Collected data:
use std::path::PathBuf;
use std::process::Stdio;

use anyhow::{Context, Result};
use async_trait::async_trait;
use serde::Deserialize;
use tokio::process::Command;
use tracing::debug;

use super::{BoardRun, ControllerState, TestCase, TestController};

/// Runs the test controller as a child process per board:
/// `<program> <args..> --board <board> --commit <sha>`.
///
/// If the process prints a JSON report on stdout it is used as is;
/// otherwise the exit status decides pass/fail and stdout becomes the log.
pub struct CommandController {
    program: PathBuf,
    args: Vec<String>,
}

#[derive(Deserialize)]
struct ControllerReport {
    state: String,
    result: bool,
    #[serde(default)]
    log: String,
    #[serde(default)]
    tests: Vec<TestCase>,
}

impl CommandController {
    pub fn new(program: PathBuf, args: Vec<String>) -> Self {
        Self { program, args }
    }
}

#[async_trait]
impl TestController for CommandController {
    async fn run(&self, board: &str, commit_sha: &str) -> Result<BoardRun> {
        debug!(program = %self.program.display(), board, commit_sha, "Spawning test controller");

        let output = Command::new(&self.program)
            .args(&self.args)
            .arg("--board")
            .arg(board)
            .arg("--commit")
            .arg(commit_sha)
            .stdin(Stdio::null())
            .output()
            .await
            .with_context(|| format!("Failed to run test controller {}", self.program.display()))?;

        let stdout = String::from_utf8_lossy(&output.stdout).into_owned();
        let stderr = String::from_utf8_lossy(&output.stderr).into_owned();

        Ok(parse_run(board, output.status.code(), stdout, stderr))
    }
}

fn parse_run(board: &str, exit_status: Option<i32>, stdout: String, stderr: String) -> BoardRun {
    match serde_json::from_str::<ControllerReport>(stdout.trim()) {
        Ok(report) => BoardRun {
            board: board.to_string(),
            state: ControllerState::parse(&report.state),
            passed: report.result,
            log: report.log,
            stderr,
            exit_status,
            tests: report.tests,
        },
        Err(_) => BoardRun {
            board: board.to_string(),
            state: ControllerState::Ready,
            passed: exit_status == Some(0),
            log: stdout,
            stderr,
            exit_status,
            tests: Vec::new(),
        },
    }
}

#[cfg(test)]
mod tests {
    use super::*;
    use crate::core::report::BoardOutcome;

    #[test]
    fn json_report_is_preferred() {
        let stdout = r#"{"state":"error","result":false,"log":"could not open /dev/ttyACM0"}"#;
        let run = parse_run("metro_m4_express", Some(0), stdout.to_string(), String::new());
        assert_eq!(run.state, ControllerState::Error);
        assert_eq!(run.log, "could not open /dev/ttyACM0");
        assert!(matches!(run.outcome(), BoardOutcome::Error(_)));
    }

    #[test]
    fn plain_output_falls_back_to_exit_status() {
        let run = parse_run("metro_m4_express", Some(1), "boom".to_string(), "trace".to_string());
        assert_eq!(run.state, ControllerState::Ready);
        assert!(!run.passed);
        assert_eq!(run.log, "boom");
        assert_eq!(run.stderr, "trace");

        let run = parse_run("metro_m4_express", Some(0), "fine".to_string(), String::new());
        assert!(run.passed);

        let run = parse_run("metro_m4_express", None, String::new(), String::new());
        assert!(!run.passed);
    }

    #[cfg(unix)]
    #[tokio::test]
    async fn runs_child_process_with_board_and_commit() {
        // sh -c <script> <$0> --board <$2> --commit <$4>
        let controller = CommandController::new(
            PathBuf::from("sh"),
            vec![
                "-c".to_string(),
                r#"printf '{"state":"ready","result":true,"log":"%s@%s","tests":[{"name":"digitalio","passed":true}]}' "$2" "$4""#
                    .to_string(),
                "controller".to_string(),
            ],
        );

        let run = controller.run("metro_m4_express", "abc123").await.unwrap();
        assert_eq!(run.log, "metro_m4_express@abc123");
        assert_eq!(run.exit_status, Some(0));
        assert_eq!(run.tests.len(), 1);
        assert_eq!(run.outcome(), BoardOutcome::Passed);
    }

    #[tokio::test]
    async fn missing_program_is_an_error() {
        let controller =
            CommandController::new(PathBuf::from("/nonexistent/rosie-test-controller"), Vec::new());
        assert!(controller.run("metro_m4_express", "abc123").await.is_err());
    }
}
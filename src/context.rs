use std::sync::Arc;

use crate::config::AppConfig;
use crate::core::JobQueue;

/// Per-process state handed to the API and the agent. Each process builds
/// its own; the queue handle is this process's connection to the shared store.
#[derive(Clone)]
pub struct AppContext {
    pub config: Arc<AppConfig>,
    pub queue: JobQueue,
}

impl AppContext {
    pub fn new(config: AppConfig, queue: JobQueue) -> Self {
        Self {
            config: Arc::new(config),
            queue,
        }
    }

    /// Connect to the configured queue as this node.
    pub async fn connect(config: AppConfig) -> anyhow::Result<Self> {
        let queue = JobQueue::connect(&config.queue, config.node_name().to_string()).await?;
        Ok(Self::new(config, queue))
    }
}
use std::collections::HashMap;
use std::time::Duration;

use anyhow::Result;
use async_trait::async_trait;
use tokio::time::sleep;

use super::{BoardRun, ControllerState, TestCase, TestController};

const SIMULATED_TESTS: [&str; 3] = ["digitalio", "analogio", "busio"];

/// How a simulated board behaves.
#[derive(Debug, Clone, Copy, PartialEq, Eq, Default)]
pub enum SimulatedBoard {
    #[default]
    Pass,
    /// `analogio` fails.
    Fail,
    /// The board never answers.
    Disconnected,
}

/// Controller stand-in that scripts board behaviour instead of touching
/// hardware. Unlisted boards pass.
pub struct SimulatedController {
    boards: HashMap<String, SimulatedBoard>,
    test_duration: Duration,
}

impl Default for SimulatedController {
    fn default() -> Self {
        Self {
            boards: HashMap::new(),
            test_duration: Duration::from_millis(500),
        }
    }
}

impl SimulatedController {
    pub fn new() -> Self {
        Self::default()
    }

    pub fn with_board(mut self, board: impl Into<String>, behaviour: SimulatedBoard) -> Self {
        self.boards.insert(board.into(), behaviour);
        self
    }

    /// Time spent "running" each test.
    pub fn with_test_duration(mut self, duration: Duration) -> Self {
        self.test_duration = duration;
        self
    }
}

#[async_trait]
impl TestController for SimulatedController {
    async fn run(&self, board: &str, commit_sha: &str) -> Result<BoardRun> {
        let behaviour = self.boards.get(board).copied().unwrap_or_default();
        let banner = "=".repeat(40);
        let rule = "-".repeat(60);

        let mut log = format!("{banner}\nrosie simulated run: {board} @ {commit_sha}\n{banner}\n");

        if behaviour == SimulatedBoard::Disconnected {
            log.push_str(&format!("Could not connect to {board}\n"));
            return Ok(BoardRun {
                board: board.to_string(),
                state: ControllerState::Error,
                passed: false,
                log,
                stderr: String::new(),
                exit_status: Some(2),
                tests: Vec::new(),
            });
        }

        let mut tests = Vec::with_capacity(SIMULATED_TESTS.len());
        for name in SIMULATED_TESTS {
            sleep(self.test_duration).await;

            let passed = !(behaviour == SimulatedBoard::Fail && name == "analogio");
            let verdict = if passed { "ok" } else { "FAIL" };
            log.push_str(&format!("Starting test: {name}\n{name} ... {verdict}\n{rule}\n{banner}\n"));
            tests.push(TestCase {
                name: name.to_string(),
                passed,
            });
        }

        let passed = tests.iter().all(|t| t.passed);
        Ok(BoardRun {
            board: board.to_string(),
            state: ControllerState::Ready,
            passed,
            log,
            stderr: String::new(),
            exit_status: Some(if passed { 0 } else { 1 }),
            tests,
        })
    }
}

---

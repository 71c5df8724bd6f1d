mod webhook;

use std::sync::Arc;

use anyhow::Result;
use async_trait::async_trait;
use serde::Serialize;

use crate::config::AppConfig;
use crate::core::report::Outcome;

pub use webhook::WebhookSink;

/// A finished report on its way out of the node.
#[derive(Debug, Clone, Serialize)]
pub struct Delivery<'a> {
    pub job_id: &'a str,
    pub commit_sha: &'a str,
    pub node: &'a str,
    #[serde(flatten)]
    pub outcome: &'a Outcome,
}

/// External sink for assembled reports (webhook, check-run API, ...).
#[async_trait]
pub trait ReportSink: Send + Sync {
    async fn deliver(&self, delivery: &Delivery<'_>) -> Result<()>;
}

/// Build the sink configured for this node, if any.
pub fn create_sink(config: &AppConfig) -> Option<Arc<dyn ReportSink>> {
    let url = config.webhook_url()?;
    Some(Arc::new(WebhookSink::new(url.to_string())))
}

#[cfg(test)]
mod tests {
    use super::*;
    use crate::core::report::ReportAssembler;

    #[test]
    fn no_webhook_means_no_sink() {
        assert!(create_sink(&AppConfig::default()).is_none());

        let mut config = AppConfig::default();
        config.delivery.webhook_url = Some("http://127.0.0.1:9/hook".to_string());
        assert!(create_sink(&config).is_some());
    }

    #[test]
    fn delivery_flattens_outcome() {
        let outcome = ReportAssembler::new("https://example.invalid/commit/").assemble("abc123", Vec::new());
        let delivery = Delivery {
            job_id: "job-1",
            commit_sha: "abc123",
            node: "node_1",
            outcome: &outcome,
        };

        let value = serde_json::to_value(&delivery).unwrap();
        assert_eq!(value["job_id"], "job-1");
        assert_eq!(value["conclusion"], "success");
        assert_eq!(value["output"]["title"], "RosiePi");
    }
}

---

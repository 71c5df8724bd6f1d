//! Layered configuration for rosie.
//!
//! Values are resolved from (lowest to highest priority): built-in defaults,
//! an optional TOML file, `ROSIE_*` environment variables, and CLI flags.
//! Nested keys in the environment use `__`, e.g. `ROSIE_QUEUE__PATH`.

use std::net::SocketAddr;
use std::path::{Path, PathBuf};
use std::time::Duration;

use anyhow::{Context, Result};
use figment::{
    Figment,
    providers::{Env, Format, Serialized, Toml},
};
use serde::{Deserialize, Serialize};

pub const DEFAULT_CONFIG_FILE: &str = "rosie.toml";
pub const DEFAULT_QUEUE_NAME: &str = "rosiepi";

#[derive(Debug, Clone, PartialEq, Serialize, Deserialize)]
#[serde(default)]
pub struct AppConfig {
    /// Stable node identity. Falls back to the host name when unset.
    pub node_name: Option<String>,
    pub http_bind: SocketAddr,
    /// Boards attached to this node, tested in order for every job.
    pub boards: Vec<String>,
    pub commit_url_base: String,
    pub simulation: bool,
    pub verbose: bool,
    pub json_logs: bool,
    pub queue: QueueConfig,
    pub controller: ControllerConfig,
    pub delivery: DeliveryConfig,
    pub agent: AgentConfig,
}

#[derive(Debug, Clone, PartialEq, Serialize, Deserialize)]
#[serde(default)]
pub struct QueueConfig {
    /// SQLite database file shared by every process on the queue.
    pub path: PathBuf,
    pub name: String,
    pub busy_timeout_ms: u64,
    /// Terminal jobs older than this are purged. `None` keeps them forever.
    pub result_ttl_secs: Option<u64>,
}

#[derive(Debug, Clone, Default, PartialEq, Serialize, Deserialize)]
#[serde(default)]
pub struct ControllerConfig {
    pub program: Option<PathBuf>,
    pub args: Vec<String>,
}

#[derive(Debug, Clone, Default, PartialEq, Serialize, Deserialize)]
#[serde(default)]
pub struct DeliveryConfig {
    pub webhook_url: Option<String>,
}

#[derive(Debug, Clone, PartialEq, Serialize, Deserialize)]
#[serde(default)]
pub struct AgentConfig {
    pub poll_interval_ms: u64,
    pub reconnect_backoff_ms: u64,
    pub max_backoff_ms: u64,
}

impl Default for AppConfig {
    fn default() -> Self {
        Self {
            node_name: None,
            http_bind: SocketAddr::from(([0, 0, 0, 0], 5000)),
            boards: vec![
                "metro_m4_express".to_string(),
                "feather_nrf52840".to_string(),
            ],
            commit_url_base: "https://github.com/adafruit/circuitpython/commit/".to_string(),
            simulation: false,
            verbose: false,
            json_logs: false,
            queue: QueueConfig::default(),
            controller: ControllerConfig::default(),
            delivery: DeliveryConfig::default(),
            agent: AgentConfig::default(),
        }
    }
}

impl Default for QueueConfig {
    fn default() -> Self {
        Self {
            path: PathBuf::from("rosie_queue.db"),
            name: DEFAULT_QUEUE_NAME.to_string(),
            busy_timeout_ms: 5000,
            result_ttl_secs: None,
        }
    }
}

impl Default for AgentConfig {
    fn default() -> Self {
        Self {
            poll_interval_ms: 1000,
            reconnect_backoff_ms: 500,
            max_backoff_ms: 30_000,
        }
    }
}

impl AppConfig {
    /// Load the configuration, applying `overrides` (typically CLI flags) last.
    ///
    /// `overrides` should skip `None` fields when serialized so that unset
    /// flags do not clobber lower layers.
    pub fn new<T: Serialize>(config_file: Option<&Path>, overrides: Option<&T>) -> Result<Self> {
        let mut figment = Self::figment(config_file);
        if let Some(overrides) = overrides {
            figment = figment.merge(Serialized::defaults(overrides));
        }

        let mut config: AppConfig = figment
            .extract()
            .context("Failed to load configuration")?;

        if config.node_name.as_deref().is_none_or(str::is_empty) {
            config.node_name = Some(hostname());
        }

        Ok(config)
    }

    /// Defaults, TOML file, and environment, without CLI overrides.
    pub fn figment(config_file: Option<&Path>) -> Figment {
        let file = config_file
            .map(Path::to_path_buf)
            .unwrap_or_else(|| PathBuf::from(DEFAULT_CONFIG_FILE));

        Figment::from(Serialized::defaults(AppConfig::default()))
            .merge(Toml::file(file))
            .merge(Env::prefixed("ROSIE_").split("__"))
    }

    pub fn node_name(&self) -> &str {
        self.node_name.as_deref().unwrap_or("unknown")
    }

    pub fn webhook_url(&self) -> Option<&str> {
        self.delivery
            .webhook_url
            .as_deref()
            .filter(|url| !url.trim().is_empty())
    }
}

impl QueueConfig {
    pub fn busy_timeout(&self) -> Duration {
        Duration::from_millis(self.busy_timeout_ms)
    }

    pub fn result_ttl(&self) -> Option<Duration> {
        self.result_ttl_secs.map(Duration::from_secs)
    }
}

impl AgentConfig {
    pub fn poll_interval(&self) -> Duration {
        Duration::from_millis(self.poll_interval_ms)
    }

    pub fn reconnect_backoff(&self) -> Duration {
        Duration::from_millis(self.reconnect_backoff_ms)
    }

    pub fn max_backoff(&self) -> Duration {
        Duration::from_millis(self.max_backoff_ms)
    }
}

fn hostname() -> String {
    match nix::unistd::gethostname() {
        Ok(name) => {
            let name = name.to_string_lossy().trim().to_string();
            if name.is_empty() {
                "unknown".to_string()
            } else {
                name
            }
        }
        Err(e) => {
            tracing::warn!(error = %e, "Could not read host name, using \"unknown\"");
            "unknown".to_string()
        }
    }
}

TASK TO COMPLETE: Only a number is wanted here: how many lines above hold the string "CommandController"?

RESULT: 5